- Instructions to follow
Counting task for the entries below: give the number of lines that contain the word "bool", with no other text.
——
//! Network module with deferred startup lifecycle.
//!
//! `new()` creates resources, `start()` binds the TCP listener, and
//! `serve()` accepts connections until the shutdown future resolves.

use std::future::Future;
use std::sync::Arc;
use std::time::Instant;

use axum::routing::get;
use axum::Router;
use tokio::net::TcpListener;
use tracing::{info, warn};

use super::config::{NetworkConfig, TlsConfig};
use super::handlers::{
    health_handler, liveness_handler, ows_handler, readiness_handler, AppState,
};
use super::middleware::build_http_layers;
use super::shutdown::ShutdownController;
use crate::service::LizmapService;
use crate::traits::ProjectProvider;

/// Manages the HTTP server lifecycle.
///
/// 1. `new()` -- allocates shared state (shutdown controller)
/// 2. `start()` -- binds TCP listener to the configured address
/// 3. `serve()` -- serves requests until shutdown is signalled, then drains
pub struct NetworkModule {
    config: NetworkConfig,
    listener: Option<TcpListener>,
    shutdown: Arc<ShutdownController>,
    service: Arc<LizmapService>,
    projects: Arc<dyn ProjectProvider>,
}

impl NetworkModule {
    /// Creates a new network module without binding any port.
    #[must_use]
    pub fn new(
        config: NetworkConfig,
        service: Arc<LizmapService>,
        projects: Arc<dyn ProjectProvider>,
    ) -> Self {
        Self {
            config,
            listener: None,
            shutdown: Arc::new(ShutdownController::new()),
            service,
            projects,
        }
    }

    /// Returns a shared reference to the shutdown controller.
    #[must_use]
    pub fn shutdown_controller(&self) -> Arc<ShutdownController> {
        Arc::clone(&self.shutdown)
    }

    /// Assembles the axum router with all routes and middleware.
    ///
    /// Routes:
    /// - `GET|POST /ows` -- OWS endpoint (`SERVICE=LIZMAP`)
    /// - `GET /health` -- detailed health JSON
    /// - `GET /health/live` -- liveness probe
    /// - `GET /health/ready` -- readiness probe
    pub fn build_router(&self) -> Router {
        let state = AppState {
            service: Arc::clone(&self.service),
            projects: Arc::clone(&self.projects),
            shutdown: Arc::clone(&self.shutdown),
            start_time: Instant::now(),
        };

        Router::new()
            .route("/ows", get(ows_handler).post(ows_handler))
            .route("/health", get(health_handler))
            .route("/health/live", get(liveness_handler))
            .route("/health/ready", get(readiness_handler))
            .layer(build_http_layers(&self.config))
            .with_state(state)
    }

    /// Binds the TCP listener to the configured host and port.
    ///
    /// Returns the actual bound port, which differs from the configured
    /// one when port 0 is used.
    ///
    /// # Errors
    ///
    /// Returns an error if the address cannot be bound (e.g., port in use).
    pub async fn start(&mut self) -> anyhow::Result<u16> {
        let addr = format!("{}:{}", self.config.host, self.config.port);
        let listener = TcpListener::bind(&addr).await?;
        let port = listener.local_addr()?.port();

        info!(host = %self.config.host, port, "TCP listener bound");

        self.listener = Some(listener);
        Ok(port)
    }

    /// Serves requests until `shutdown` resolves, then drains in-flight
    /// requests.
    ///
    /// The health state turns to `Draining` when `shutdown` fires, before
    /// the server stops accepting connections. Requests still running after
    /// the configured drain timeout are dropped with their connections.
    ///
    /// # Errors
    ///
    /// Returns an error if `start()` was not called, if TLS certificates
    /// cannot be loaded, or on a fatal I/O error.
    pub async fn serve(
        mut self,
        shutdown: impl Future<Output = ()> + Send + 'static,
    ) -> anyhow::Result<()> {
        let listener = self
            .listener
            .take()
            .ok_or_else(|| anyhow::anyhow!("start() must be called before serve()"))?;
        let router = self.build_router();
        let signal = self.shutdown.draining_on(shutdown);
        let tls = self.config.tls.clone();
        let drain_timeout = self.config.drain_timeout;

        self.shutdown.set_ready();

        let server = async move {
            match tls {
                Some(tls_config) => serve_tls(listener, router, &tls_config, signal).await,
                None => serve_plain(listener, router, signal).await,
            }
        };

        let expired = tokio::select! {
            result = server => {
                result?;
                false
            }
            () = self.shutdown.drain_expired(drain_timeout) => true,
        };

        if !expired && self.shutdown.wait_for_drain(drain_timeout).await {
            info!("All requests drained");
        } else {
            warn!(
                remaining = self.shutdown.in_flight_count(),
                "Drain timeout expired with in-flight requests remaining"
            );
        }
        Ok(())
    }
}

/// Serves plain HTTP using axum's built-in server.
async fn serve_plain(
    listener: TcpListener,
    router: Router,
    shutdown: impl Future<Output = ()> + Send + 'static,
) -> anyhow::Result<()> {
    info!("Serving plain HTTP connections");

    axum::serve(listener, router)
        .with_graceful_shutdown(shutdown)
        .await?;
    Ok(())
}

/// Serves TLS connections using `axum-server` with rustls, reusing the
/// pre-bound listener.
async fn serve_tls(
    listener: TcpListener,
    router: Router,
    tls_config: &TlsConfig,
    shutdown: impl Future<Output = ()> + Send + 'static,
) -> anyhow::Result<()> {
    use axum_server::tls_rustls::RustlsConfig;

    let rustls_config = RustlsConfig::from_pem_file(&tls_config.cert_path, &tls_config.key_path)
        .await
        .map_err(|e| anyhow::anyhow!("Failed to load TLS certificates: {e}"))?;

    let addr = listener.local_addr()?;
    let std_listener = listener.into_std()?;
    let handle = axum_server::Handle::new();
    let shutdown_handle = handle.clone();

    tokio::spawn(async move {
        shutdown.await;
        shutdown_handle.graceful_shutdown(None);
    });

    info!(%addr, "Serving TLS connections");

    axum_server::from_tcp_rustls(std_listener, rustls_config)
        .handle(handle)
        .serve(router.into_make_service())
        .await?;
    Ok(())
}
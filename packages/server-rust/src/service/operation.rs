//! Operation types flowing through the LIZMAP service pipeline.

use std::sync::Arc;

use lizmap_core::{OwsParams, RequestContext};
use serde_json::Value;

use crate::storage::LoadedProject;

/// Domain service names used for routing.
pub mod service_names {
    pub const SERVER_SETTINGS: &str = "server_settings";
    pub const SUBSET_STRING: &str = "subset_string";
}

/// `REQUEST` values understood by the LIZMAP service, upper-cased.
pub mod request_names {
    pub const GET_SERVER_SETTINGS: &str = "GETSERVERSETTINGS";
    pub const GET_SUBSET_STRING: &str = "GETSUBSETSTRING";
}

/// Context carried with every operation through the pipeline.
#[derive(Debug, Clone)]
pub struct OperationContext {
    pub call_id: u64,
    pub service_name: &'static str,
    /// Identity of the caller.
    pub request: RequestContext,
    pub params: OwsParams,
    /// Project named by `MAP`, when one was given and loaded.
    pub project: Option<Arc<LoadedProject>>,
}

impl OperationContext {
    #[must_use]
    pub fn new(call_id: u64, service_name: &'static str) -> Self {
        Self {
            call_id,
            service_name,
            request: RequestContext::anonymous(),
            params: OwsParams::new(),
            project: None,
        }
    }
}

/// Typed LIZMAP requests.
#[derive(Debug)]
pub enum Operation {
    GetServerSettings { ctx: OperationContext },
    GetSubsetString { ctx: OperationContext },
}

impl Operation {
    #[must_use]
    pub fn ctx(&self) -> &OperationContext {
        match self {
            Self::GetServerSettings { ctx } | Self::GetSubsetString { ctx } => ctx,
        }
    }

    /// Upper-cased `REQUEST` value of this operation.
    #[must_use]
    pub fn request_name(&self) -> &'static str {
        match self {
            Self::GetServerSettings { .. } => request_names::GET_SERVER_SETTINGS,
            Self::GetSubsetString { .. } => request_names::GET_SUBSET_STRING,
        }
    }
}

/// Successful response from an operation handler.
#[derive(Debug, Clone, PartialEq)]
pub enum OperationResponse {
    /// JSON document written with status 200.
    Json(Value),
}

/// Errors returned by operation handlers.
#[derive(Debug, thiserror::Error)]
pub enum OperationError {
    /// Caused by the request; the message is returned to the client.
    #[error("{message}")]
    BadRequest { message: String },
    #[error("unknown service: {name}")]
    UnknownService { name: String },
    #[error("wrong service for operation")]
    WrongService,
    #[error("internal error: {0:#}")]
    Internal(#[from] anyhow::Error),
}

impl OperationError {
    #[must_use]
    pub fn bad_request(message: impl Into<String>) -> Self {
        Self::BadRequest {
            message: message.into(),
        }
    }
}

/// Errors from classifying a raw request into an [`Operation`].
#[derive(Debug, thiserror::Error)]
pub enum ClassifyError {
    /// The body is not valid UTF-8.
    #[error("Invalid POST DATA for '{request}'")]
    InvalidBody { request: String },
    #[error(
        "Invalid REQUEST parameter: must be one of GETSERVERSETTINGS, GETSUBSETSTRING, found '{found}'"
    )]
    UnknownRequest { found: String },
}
——
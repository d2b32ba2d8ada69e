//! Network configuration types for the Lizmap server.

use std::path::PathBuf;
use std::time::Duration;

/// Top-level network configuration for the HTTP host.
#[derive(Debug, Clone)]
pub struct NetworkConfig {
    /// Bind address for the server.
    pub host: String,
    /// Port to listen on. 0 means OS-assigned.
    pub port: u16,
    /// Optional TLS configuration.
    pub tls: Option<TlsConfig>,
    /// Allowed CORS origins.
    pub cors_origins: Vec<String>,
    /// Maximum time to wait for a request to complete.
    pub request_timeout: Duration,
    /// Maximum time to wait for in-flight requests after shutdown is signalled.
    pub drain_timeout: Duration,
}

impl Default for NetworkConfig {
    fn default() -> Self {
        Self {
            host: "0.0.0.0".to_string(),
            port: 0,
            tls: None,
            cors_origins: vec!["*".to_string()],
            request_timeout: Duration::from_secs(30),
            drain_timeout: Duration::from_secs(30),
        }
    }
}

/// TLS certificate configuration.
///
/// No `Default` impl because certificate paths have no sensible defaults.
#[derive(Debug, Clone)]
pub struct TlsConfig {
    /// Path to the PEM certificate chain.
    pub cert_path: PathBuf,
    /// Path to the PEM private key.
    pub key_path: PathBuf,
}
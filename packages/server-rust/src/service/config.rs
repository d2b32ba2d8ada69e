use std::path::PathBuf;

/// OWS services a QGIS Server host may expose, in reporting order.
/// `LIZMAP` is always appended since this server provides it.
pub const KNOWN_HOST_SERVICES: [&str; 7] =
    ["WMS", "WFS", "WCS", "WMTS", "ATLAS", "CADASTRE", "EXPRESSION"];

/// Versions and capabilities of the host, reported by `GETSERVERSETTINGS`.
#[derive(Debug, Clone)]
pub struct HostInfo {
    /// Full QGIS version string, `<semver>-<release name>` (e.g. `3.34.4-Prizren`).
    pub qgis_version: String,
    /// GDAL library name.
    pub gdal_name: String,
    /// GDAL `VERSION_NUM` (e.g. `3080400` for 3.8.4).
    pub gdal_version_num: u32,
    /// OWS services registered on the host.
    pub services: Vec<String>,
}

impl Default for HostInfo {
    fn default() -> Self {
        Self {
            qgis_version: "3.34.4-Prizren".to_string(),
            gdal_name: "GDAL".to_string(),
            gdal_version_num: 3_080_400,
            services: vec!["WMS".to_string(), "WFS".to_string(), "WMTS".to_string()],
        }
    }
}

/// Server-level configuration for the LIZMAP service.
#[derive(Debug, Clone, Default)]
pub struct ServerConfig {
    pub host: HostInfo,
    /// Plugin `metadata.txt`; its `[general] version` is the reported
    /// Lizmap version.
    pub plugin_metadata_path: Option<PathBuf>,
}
——
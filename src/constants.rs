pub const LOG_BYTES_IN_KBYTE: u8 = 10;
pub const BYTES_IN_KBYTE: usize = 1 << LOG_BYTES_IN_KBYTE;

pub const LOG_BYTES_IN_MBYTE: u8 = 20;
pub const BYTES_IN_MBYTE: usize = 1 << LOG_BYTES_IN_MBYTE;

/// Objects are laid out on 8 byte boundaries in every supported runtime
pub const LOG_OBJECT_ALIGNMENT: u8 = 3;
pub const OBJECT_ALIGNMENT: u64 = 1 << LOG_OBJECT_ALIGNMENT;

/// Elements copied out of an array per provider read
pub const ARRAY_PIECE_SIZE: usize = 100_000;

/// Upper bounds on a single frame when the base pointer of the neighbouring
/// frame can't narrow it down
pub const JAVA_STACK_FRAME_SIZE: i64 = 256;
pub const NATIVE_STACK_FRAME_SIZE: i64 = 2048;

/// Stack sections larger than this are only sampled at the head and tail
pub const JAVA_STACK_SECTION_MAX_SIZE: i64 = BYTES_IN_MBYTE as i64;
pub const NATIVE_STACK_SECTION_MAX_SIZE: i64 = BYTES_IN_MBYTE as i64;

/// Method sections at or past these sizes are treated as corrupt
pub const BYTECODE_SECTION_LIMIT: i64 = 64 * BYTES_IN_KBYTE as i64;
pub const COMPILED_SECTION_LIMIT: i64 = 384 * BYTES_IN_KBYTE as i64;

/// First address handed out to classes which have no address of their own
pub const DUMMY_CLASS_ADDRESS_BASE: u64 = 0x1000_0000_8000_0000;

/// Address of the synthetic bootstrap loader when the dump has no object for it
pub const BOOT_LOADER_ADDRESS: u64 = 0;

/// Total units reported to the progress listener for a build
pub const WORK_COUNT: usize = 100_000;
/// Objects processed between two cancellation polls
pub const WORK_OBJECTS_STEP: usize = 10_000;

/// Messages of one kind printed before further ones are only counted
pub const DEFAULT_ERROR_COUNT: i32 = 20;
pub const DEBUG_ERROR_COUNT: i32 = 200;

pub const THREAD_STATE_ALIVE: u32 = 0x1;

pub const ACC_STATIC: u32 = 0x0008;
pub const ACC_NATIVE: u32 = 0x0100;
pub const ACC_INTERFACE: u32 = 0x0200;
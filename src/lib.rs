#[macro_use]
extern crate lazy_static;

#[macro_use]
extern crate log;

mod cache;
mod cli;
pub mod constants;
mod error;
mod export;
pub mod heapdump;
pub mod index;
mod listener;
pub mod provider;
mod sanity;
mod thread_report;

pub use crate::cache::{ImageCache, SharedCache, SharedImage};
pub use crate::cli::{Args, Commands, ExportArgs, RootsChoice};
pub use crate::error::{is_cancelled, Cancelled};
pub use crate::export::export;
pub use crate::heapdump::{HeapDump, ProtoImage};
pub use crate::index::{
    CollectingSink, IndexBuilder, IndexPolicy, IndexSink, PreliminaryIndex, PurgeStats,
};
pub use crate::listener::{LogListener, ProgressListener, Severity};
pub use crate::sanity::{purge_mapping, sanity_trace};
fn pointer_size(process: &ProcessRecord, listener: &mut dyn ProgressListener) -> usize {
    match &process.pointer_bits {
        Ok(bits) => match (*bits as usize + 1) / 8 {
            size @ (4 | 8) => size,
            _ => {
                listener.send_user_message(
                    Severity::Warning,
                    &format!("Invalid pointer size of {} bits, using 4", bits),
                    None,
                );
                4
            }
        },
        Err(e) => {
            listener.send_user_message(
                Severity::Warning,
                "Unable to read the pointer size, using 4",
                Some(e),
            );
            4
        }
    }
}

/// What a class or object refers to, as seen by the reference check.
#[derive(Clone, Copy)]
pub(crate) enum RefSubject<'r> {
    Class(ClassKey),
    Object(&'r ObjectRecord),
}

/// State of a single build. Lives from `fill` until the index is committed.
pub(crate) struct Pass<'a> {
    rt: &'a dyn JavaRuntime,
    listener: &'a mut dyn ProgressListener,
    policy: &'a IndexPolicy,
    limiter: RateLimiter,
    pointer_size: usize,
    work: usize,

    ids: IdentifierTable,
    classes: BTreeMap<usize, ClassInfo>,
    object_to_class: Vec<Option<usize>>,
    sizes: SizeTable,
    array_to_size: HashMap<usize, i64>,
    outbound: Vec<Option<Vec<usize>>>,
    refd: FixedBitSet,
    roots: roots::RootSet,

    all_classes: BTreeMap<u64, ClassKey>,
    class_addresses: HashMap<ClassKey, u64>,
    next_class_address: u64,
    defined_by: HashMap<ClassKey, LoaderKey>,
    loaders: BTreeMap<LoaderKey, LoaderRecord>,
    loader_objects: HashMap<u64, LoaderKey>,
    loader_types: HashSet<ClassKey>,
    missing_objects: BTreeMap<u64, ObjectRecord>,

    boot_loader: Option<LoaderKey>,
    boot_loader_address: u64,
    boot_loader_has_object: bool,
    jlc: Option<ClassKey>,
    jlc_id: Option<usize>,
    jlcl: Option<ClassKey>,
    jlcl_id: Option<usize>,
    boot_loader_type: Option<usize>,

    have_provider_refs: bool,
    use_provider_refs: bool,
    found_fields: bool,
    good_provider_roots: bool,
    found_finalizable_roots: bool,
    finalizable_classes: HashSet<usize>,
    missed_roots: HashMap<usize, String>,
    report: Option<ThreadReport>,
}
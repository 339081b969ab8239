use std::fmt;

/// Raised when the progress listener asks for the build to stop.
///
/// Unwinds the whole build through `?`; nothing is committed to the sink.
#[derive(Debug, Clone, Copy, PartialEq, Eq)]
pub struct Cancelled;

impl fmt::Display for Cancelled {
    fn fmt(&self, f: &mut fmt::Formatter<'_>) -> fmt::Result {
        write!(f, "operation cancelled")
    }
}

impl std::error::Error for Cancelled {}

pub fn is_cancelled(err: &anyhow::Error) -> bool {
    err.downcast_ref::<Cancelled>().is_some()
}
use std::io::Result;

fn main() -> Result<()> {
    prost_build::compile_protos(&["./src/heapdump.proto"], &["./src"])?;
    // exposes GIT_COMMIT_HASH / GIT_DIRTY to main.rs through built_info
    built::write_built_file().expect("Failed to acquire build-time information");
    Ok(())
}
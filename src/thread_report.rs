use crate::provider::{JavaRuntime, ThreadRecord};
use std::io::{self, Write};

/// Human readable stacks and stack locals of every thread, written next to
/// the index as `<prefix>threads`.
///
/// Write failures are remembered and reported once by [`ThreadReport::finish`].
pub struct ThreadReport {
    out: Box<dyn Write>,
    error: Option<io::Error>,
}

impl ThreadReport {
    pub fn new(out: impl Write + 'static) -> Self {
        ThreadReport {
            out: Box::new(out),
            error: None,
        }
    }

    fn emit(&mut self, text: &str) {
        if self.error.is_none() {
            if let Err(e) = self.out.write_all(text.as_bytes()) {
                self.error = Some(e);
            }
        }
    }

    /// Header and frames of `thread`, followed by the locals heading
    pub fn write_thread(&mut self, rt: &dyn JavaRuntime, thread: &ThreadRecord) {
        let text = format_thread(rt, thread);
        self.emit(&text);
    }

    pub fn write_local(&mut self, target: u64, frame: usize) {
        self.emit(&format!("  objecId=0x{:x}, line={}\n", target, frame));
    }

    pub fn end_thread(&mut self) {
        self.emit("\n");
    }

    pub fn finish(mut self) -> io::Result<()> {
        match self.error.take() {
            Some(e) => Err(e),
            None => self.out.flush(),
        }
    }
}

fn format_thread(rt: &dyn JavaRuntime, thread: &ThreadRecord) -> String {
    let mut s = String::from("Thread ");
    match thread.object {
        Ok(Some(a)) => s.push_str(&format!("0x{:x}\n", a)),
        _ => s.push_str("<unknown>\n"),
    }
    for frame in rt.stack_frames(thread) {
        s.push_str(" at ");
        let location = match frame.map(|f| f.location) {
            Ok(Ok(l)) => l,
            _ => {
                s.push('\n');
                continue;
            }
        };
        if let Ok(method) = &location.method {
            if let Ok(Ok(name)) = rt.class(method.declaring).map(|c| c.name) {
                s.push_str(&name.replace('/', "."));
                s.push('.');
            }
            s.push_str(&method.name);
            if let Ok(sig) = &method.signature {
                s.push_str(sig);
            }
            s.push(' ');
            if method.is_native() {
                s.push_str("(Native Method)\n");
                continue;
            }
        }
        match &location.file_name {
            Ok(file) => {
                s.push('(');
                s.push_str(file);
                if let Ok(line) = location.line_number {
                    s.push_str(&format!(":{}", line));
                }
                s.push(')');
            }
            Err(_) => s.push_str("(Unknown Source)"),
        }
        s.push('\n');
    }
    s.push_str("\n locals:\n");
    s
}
——
- Your solution
7